Bewegt euch! über Bewegungsfreiheit und gleiche Rechte als eine politische Antwort auf Rassismus und Rechtsruck.
Jahrzehntelang haben sich Geflüchtete und Migrant*innen für ihre Rechte, gegen den Rassismus des Alltags und der Institutionen, gegen Angriffe von rechts organisiert - eine Geschichte vieler kleiner und großer, oft aber unsichtbar gemachter Erfolge und Kämpfe. Jahrzehntelang haben Antifaschist*innen gegen Nazis gekämpft. Ob Ost, ob West... Zur gleichen Zeit war es die sogenannte »Mitte« der Gesellschaft, ihre Parteien und Organisationen, die oftmals nichts von beidem wissen wollte: Eine »Mitte«, die hauptsächlich darauf bedacht war, ihre Schäfchen ins Trockene zu bringen. Vielleicht nicht mit schlagzeilenmachender Gewalt, aber mit Schweigen und Wegsehen gegenüber einem System von Abschiebeknästen, Gutscheinsystemen, Residenzpflicht, rassistischen Sonderparagraphen bis hin zum staatlich unterstützem Naziterror.

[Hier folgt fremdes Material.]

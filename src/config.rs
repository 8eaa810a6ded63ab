// src/config.rs
//! Service configuration.
//!
//! Layered with the `config` crate: built-in defaults, then an optional
//! `anchor.toml` in the working directory, then `ANCHOR_`-prefixed
//! environment variables (`ANCHOR_LEDGER_ENDPOINT`, `ANCHOR_GAS_LIMIT`, ...).

use crate::blockchain::ethereum_client::{EthereumLedger, EthereumSettings};
use crate::blockchain::memory_ledger::MemoryLedger;
use crate::blockchain::{Ledger, TxParam};
use crate::error::{AnchorError, Result};
use crate::services::verification_code::VerificationCodeEncoder;
use log::info;
use serde::{Deserialize, Serialize};
use std::net::SocketAddr;
use std::sync::Arc;
use std::time::Duration;
use url::Url;

/// Default configuration file, looked up without extension.
pub const DEFAULT_CONFIG_FILE: &str = "anchor";

#[derive(Debug, Clone, Copy, PartialEq, Eq, Serialize, Deserialize)]
#[serde(rename_all = "lowercase")]
pub enum LedgerBackend {
    /// JSON-RPC node with a deployed anchor contract
    Ethereum,
    /// In-process ledger
    Memory,
}

#[derive(Debug, Clone, PartialEq, Eq, Serialize, Deserialize)]
#[serde(default)]
pub struct AppConfig {
    pub ledger_endpoint: String,
    /// Anchor contract address; required by the ethereum backend
    pub contract_address: String,
    pub wallet_project_id: String,
    pub ledger_backend: LedgerBackend,
    /// Origin used in verification URLs
    pub origin: String,
    pub listen_addr: String,
    pub application_name: String,
    pub did_method: String,
    /// Comma-separated hex private keys
    pub wallet_keys: String,
    pub gas_limit: TxParam,
    pub nonce: TxParam,
    pub qr_margin: u32,
    pub qr_width: u32,
    pub confirmation_poll_ms: u64,
}

impl Default for AppConfig {
    fn default() -> Self {
        Self {
            ledger_endpoint: "http://127.0.0.1:8545".to_string(),
            contract_address: String::new(),
            wallet_project_id: String::new(),
            ledger_backend: LedgerBackend::Memory,
            origin: "http://127.0.0.1:3000".to_string(),
            listen_addr: "127.0.0.1:3000".to_string(),
            application_name: "W3b Stitch".to_string(),
            did_method: "w3bstitch".to_string(),
            wallet_keys: String::new(),
            gas_limit: TxParam::Auto,
            nonce: TxParam::Auto,
            qr_margin: 1,
            qr_width: 280,
            confirmation_poll_ms: 2000,
        }
    }
}

impl AppConfig {
    /// Loads configuration from `anchor.toml` (if present) and the environment.
    pub fn load() -> Result<Self> {
        Self::load_from(Some(DEFAULT_CONFIG_FILE))
    }

    /// Loads configuration, layering `path` over the defaults when given.
    ///
    /// # Errors
    /// `AnchorError::Config` if a source cannot be parsed or a value is invalid.
    pub fn load_from(path: Option<&str>) -> Result<Self> {
        let mut builder = config::Config::builder();

        builder = builder.add_source(config::Config::try_from(&AppConfig::default())?);

        if let Some(path) = path {
            builder = builder.add_source(config::File::with_name(path).required(false));
        }

        builder = builder.add_source(config::Environment::with_prefix("ANCHOR"));

        let loaded: AppConfig = builder.build()?.try_deserialize()?;
        loaded.validate()?;
        Ok(loaded)
    }

    pub fn validate(&self) -> Result<()> {
        Url::parse(&self.ledger_endpoint)
            .map_err(|e| AnchorError::Config(format!("ledger_endpoint: {}", e)))?;
        Url::parse(&self.origin).map_err(|e| AnchorError::Config(format!("origin: {}", e)))?;
        self.listen_addr()?;
        if self.did_method.is_empty() || self.did_method.contains(':') {
            return Err(AnchorError::Config(format!(
                "did_method must be a non-empty name without ':', got {:?}",
                self.did_method
            )));
        }
        if self.qr_width == 0 {
            return Err(AnchorError::Config("qr_width must be positive".into()));
        }
        if self.confirmation_poll_ms == 0 {
            return Err(AnchorError::Config("confirmation_poll_ms must be positive".into()));
        }
        if self.ledger_backend == LedgerBackend::Ethereum && self.contract_address.is_empty() {
            return Err(AnchorError::Config(
                "contract_address is required for the ethereum backend".into(),
            ));
        }
        Ok(())
    }

    pub fn listen_addr(&self) -> Result<SocketAddr> {
        self.listen_addr
            .parse()
            .map_err(|e| AnchorError::Config(format!("listen_addr {:?}: {}", self.listen_addr, e)))
    }

    /// Configured private keys, blanks removed.
    pub fn wallet_keys(&self) -> Vec<String> {
        self.wallet_keys
            .split(',')
            .map(str::trim)
            .filter(|k| !k.is_empty())
            .map(str::to_string)
            .collect()
    }

    pub fn encoder(&self) -> VerificationCodeEncoder {
        VerificationCodeEncoder::new(&self.origin, self.qr_margin, self.qr_width)
    }

    pub fn ethereum_settings(&self) -> EthereumSettings {
        EthereumSettings {
            endpoint: self.ledger_endpoint.clone(),
            gas_limit: self.gas_limit,
            nonce: self.nonce,
            poll_interval: Duration::from_millis(self.confirmation_poll_ms),
            did_method: self.did_method.clone(),
        }
    }

    /// Builds the ledger selected by `ledger_backend`.
    pub fn build_ledger(&self) -> Result<Arc<dyn Ledger>> {
        match self.ledger_backend {
            LedgerBackend::Ethereum => {
                info!(
                    "using ethereum ledger at {} (contract {})",
                    self.ledger_endpoint, self.contract_address
                );
                Ok(Arc::new(EthereumLedger::new(
                    self.ethereum_settings(),
                    &self.contract_address,
                )?))
            }
            LedgerBackend::Memory => {
                info!("using in-memory ledger");
                Ok(Arc::new(MemoryLedger::new(&self.did_method)))
            }
        }
    }
}

#[cfg(test)]
mod tests {
    use super::*;

    fn write_config(contents: &str) -> std::path::PathBuf {
        let path = std::env::temp_dir().join(format!(
            "credential-anchor-config-{}-{}.toml",
            std::process::id(),
            rand::random::<u32>()
        ));
        std::fs::write(&path, contents).unwrap();
        path
    }

    #[test]
    fn test_defaults_are_valid() {
        let config = AppConfig::default();
        config.validate().unwrap();
        assert_eq!(config.ledger_backend, LedgerBackend::Memory);
        assert_eq!(config.gas_limit, TxParam::Auto);
        assert_eq!(config.listen_addr().unwrap().port(), 3000);
        assert!(config.wallet_keys().is_empty());
    }

    #[test]
    fn test_file_overrides_defaults() {
        let path = write_config(
            r#"
            ledger_backend = "ethereum"
            contract_address = "0x5FbDB2315678afecb367f032d93F642f64180aa3"
            gas_limit = "3000000"
            nonce = "auto"
            qr_width = 400
            wallet_keys = "0xaa, 0xbb ,"
            "#,
        );
        let config = AppConfig::load_from(path.to_str()).unwrap();
        std::fs::remove_file(&path).unwrap();

        assert_eq!(config.ledger_backend, LedgerBackend::Ethereum);
        assert_eq!(config.gas_limit, TxParam::Fixed(3_000_000));
        assert_eq!(config.nonce, TxParam::Auto);
        assert_eq!(config.qr_width, 400);
        assert_eq!(config.qr_margin, 1);
        assert_eq!(config.wallet_keys(), vec!["0xaa", "0xbb"]);
        assert_eq!(config.ethereum_settings().poll_interval, Duration::from_millis(2000));
    }

    #[test]
    fn test_missing_file_falls_back_to_defaults() {
        let config = AppConfig::load_from(Some("/nonexistent/credential-anchor")).unwrap();
        assert_eq!(config.origin, "http://127.0.0.1:3000");
    }

    #[test]
    fn test_invalid_values_fail() {
        let ethereum = AppConfig {
            ledger_backend: LedgerBackend::Ethereum,
            ..AppConfig::default()
        };
        assert!(matches!(ethereum.validate(), Err(AnchorError::Config(_))));

        let bad_addr = AppConfig { listen_addr: "nowhere".into(), ..AppConfig::default() };
        assert!(matches!(bad_addr.validate(), Err(AnchorError::Config(_))));

        let bad_method = AppConfig { did_method: "a:b".into(), ..AppConfig::default() };
        assert!(matches!(bad_method.validate(), Err(AnchorError::Config(_))));

        let path = write_config("gas_limit = \"lots\"\n");
        let result = AppConfig::load_from(path.to_str());
        std::fs::remove_file(&path).unwrap();
        assert!(matches!(result, Err(AnchorError::Config(_))));
    }

    #[tokio::test]
    async fn test_memory_backend_connects() {
        let ledger = AppConfig::default().build_ledger().unwrap();
        let mut connection = ledger.connect().await.unwrap();
        connection.disconnect().await.unwrap();
    }
}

Vom Neofaschismus wollten alle am liebsten schweigen oder ihn als das Werk ein paar »ewig Gestriger« gemeinsam mit Bundes- und Landesregierungen dämonisieren und dabei für faktisch tot erklären. Am liebsten aber schwiegen alle zum Rassismus. Migrant*innen, Antifas und radikale Linke haben in Deutschland mindestens eine Sache gemeinsam: Ihnen hört niemand zu, obwohl sie oft die Wahrheit sagen.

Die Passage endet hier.